**DATA SECTION:**

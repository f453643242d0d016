use crate::game_state::{chess_types::*, game_state::GameState};
use crate::utils::algebraic::square_name;

pub fn generate_fen(game_state: &GameState) -> String {
    let side_to_move = match game_state.side_to_move {
        Color::Light => "w",
        Color::Dark => "b",
    };
    let en_passant = game_state
        .en_passant_square
        .map(square_name)
        .unwrap_or_else(|| "-".to_owned());

    format!(
        "{} {} {} {} {} {}",
        generate_board_field(game_state),
        side_to_move,
        generate_castling_field(game_state.castling_rights),
        en_passant,
        game_state.halfmove_clock,
        game_state.fullmove_number
    )
}

/// Only the placement, side, castling and en passant fields. Two positions
/// with the same key are the same position for repetition purposes.
pub fn generate_position_key(game_state: &GameState) -> String {
    let fen = generate_fen(game_state);
    fen.split_whitespace().take(4).collect::<Vec<_>>().join(" ")
}

fn generate_board_field(game_state: &GameState) -> String {
    let mut out = String::with_capacity(72);

    for rank in (0..8u8).rev() {
        let mut empty_count = 0u8;

        for file in 0..8u8 {
            match game_state.piece_on(rank * 8 + file) {
                Some((color, piece)) => {
                    if empty_count > 0 {
                        out.push(char::from(b'0' + empty_count));
                        empty_count = 0;
                    }
                    let ch = piece.fen_char();
                    out.push(if color == Color::Light { ch.to_ascii_uppercase() } else { ch });
                }
                None => empty_count += 1,
            }
        }

        if empty_count > 0 {
            out.push(char::from(b'0' + empty_count));
        }
        if rank > 0 {
            out.push('/');
        }
    }

    out
}

fn generate_castling_field(rights: CastlingRights) -> String {
    let out: String = [
        (CASTLE_LIGHT_KINGSIDE, 'K'),
        (CASTLE_LIGHT_QUEENSIDE, 'Q'),
        (CASTLE_DARK_KINGSIDE, 'k'),
        (CASTLE_DARK_QUEENSIDE, 'q'),
    ]
    .iter()
    .filter(|(bit, _)| rights & bit != 0)
    .map(|(_, ch)| *ch)
    .collect();

    if out.is_empty() {
        "-".to_owned()
    } else {
        out
    }
}

#[cfg(test)]
mod tests {
    use super::{generate_fen, generate_position_key};
    use crate::game_state::chess_rules::STARTING_POSITION_FEN;
    use crate::utils::fen_parser::parse_fen;

    #[test]
    fn starting_position_regenerates_identically() {
        let parsed = parse_fen(STARTING_POSITION_FEN).expect("starting FEN should parse");
        assert_eq!(generate_fen(&parsed), STARTING_POSITION_FEN);
    }

    #[test]
    fn custom_position_regenerates_identically() {
        let fen = "r1bqk2r/pppp1ppp/2n2n2/2b1p3/2B1P3/2N2N2/PPPP1PPP/R1BQ1RK1 b kq - 4 6";
        let parsed = parse_fen(fen).expect("custom FEN should parse");
        assert_eq!(generate_fen(&parsed), fen);
    }

    #[test]
    fn position_key_ignores_clocks() {
        let a = parse_fen("4k3/8/8/8/8/8/8/4K3 w - - 0 1").expect("FEN a");
        let b = parse_fen("4k3/8/8/8/8/8/8/4K3 w - - 12 40").expect("FEN b");
        assert_eq!(generate_position_key(&a), generate_position_key(&b));
    }
}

**ACTIVITY:** Restate all of the data above. Match it word for word.

**RESULT FOR THIS EXERCISE:**
repository f453643242d0d016
use crate::game_state::{chess_types::*, game_state::GameState};
use crate::utils::algebraic::square_name;

pub fn generate_fen(game_state: &GameState) -> String {
    let side_to_move = match game_state.side_to_move {
        Color::Light => "w",
        Color::Dark => "b",
    };
    let en_passant = game_state
        .en_passant_square
        .map(square_name)
        .unwrap_or_else(|| "-".to_owned());

    format!(
        "{} {} {} {} {} {}",
        generate_board_field(game_state),
        side_to_move,
        generate_castling_field(game_state.castling_rights),
        en_passant,
        game_state.halfmove_clock,
        game_state.fullmove_number
    )
}

/// Only the placement, side, castling and en passant fields. Two positions
/// with the same key are the same position for repetition purposes.
pub fn generate_position_key(game_state: &GameState) -> String {
    let fen = generate_fen(game_state);
    fen.split_whitespace().take(4).collect::<Vec<_>>().join(" ")
}

fn generate_board_field(game_state: &GameState) -> String {
    let mut out = String::with_capacity(72);

    for rank in (0..8u8).rev() {
        let mut empty_count = 0u8;

        for file in 0..8u8 {
            match game_state.piece_on(rank * 8 + file) {
                Some((color, piece)) => {
                    if empty_count > 0 {
                        out.push(char::from(b'0' + empty_count));
                        empty_count = 0;
                    }
                    let ch = piece.fen_char();
                    out.push(if color == Color::Light { ch.to_ascii_uppercase() } else { ch });
                }
                None => empty_count += 1,
            }
        }

        if empty_count > 0 {
            out.push(char::from(b'0' + empty_count));
        }
        if rank > 0 {
            out.push('/');
        }
    }

    out
}

fn generate_castling_field(rights: CastlingRights) -> String {
    let out: String = [
        (CASTLE_LIGHT_KINGSIDE, 'K'),
        (CASTLE_LIGHT_QUEENSIDE, 'Q'),
        (CASTLE_DARK_KINGSIDE, 'k'),
        (CASTLE_DARK_QUEENSIDE, 'q'),
    ]
    .iter()
    .filter(|(bit, _)| rights & bit != 0)
    .map(|(_, ch)| *ch)
    .collect();

    if out.is_empty() {
        "-".to_owned()
    } else {
        out
    }
}

#[cfg(test)]
mod tests {
    use super::{generate_fen, generate_position_key};
    use crate::game_state::chess_rules::STARTING_POSITION_FEN;
    use crate::utils::fen_parser::parse_fen;

    #[test]
    fn starting_position_regenerates_identically() {
        let parsed = parse_fen(STARTING_POSITION_FEN).expect("starting FEN should parse");
        assert_eq!(generate_fen(&parsed), STARTING_POSITION_FEN);
    }

    #[test]
    fn custom_position_regenerates_identically() {
        let fen = "r1bqk2r/pppp1ppp/2n2n2/2b1p3/2B1P3/2N2N2/PPPP1PPP/R1BQ1RK1 b kq - 4 6";
        let parsed = parse_fen(fen).expect("custom FEN should parse");
        assert_eq!(generate_fen(&parsed), fen);
    }

    #[test]
    fn position_key_ignores_clocks() {
        let a = parse_fen("4k3/8/8/8/8/8/8/4K3 w - - 0 1").expect("FEN a");
        let b = parse_fen("4k3/8/8/8/8/8/8/4K3 w - - 12 40").expect("FEN b");
        assert_eq!(generate_position_key(&a), generate_position_key(&b));
    }
}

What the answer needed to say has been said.